Collected data:
◆ ◆ ◆ ◆
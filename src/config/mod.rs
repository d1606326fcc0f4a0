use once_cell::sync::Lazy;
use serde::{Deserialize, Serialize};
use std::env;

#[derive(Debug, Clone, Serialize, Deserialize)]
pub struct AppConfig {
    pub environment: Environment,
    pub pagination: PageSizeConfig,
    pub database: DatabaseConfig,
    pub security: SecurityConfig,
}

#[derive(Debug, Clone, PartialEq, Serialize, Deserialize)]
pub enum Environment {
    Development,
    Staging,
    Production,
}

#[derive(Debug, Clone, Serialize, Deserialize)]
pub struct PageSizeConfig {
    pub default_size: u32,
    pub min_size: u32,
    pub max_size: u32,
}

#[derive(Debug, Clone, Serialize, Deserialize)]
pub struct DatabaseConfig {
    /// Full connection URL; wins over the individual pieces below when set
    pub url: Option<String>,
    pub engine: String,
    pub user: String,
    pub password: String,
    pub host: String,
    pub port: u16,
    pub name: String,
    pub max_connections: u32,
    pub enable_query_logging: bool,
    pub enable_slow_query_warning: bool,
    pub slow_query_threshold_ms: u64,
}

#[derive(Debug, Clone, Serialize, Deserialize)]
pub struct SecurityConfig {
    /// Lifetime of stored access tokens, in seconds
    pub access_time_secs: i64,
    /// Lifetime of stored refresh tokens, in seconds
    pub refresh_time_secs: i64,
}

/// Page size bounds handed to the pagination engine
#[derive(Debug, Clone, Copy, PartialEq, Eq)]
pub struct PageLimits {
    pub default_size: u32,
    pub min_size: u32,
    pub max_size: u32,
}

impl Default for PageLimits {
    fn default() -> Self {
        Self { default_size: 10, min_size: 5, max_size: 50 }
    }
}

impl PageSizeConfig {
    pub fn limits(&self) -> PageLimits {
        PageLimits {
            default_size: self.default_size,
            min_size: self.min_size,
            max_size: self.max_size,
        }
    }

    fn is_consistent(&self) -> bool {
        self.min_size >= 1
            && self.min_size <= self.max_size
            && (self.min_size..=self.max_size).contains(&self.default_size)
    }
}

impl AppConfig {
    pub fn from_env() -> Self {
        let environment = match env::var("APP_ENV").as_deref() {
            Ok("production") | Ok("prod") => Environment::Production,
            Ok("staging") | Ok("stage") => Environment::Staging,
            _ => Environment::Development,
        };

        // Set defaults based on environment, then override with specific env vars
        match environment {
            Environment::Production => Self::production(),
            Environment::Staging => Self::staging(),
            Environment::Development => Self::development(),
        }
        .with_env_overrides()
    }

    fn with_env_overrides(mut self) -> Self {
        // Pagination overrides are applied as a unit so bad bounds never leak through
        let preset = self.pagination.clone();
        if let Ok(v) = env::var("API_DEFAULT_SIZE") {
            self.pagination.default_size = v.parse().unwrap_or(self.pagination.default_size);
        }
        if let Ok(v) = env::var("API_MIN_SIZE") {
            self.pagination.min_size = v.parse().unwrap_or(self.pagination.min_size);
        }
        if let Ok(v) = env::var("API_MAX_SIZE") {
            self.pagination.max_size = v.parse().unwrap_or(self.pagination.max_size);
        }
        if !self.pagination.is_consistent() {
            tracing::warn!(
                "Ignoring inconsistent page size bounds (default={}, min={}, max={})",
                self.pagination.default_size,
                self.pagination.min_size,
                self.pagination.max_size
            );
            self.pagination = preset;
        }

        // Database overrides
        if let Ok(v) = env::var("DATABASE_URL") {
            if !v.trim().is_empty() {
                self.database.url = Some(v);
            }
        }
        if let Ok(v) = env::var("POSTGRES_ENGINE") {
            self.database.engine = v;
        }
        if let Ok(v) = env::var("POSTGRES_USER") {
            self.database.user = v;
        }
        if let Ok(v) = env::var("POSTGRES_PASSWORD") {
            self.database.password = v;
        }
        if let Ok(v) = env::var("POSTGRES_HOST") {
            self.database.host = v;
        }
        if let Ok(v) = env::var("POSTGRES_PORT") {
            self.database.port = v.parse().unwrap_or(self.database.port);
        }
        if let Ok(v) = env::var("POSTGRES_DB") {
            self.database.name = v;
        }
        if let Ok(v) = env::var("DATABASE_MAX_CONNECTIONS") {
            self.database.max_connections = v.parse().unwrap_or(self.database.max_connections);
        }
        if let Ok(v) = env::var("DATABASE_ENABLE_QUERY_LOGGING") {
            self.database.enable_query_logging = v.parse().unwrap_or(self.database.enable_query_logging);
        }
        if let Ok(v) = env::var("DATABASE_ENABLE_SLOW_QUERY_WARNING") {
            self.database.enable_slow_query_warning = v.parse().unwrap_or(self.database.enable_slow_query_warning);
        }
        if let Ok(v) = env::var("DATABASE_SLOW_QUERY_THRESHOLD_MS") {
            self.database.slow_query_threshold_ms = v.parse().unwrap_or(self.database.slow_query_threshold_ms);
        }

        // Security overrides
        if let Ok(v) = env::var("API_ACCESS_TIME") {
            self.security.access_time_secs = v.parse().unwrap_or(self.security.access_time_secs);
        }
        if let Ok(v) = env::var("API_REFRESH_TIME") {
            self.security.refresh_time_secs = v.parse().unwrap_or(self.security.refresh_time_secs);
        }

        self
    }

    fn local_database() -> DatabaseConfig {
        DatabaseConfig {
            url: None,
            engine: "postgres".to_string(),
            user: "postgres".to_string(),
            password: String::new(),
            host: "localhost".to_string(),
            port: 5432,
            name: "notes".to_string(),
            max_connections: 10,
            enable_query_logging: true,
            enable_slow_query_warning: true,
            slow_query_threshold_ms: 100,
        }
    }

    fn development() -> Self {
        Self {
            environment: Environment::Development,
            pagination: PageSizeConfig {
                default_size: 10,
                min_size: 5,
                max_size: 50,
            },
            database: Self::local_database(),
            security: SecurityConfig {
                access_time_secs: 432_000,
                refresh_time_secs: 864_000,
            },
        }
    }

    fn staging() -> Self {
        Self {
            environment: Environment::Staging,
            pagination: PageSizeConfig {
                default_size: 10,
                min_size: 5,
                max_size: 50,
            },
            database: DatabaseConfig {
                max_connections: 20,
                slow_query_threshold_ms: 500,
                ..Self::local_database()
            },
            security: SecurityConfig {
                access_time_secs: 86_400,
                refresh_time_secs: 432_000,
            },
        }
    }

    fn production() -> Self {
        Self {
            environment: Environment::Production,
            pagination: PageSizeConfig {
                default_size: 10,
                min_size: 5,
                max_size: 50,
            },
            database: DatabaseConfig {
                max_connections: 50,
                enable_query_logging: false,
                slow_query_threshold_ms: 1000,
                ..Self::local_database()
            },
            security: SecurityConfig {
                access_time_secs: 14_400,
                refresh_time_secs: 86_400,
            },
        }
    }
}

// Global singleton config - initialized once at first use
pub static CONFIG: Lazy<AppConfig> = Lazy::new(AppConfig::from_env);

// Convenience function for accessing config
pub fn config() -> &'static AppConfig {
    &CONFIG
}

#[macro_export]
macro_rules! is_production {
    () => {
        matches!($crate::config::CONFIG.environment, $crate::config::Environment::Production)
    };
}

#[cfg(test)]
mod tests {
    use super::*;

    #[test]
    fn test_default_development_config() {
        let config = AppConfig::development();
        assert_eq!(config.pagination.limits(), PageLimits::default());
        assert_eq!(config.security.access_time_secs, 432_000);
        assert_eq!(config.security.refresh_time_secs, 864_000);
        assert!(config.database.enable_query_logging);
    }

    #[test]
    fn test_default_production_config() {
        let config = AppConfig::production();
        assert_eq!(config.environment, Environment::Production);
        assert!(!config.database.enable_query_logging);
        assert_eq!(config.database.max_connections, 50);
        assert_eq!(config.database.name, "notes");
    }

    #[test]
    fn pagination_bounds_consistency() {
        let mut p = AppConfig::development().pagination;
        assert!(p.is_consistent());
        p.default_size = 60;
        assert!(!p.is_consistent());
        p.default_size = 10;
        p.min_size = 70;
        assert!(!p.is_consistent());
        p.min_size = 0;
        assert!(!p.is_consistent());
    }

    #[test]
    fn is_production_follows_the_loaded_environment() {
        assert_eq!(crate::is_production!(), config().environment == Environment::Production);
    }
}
◆ ◆ ◆ ◆
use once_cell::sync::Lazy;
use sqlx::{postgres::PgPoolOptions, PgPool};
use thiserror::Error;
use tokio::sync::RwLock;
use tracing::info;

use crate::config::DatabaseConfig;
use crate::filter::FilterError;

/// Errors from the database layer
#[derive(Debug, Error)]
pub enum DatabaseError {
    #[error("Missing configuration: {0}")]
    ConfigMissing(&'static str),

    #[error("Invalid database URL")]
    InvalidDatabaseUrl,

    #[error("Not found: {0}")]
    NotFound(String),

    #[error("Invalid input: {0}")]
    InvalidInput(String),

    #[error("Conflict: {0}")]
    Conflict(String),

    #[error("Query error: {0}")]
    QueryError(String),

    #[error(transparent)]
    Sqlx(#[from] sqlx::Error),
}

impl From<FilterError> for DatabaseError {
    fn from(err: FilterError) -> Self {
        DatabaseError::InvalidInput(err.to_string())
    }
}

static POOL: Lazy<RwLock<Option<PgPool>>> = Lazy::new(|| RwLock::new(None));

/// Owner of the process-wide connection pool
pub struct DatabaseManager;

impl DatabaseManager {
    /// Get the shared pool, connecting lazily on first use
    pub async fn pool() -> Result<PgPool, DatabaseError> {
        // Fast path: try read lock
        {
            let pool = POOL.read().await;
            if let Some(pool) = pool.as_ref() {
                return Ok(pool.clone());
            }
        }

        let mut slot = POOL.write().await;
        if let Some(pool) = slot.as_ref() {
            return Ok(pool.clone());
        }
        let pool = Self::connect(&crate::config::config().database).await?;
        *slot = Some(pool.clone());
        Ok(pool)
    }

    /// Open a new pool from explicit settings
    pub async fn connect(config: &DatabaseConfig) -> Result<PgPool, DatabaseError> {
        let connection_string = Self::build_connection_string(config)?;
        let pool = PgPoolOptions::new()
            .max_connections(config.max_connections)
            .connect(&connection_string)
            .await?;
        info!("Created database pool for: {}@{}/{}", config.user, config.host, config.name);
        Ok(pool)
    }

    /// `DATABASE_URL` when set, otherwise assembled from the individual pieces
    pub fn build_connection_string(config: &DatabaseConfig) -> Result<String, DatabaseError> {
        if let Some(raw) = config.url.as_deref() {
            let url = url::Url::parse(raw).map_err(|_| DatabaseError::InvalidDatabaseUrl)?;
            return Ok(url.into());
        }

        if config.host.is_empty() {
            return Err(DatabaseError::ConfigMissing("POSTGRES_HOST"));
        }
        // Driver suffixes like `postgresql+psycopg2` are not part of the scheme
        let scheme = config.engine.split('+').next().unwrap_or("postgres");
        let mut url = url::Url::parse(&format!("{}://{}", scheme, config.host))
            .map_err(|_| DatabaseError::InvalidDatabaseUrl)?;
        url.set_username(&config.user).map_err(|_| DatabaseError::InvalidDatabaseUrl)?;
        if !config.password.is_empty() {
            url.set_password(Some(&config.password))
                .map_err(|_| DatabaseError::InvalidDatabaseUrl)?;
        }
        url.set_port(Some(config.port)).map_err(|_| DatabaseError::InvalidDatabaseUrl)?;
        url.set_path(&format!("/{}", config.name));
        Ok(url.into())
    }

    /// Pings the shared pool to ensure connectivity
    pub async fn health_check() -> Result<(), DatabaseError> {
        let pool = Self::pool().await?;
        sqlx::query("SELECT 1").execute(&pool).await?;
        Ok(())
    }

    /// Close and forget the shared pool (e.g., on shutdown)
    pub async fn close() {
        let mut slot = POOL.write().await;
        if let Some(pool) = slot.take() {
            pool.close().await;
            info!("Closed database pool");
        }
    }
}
◆ ◆ ◆ ◆
THE PROBLEM:
Check each line above for "bool" and return the ones that have it.

RESULT OF THIS EXERCISE:
    pub enable_query_logging: bool,
    pub enable_slow_query_warning: bool,
    fn is_consistent(&self) -> bool {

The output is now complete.